BEGIN SOURCE DATA

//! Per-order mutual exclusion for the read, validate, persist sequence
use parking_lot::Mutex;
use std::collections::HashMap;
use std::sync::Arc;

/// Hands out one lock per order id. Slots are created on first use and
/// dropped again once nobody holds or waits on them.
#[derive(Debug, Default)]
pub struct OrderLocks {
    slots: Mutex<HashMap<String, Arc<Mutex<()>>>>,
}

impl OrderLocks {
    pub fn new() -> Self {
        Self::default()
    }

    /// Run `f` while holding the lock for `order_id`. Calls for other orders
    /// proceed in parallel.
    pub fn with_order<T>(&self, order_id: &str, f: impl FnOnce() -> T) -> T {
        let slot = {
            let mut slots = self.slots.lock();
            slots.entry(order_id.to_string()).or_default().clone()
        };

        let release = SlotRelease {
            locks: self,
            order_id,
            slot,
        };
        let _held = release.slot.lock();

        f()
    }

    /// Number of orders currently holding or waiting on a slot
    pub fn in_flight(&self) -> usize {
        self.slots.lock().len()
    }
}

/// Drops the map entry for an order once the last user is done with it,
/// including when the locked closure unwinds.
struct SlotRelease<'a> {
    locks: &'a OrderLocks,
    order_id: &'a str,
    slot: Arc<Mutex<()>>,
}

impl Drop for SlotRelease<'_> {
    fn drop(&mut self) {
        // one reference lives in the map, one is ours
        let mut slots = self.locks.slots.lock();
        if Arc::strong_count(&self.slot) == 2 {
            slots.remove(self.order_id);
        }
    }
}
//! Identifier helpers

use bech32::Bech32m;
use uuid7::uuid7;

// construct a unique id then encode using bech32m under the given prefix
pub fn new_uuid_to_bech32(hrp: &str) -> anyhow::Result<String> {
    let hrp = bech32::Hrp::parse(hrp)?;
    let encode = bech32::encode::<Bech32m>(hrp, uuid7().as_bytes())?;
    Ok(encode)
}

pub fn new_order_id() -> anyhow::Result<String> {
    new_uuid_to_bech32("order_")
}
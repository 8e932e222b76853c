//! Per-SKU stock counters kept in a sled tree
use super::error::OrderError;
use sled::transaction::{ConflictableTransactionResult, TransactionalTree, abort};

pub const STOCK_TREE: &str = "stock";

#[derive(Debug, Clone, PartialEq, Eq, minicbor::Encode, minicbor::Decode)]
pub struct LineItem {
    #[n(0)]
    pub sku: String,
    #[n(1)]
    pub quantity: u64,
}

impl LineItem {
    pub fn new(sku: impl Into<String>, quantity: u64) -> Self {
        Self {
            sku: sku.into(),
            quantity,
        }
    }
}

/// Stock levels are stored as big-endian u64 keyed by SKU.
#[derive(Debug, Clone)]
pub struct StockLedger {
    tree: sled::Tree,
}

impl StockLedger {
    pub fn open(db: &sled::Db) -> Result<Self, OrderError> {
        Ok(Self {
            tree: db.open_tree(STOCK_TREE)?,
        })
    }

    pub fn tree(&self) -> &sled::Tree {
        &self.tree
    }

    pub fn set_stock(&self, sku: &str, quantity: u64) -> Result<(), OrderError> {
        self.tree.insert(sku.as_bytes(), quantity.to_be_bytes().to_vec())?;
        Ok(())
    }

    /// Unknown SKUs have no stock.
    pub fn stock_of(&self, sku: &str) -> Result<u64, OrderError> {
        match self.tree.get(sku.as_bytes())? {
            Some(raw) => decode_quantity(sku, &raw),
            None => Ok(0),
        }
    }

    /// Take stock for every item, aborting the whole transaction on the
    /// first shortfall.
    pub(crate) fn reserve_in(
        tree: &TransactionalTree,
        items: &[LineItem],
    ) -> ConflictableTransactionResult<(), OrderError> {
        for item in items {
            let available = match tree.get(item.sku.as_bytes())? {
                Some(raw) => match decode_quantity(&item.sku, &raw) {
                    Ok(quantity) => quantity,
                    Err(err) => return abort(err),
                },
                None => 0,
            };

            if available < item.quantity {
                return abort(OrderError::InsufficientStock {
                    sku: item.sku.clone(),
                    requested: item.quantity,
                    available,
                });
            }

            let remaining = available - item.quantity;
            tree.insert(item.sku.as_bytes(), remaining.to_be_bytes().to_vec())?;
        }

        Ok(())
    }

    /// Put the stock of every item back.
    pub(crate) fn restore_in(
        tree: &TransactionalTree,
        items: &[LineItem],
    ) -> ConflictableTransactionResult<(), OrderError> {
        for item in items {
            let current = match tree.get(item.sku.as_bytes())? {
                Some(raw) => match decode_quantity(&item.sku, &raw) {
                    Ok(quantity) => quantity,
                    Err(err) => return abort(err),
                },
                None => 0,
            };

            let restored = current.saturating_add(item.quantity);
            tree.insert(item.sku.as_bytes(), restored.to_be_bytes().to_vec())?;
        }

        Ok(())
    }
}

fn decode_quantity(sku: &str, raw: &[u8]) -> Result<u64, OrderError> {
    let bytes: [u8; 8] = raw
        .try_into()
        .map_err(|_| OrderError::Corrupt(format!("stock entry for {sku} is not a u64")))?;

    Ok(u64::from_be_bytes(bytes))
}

END SOURCE DATA

EXERCISE DETAILS :: From the records above, copy each line where the word "holding" can be found.

RESPONSE TO THIS TASK ::
    /// Run `f` while holding the lock for `order_id`. Calls for other orders
    /// Number of orders currently holding or waiting on a slot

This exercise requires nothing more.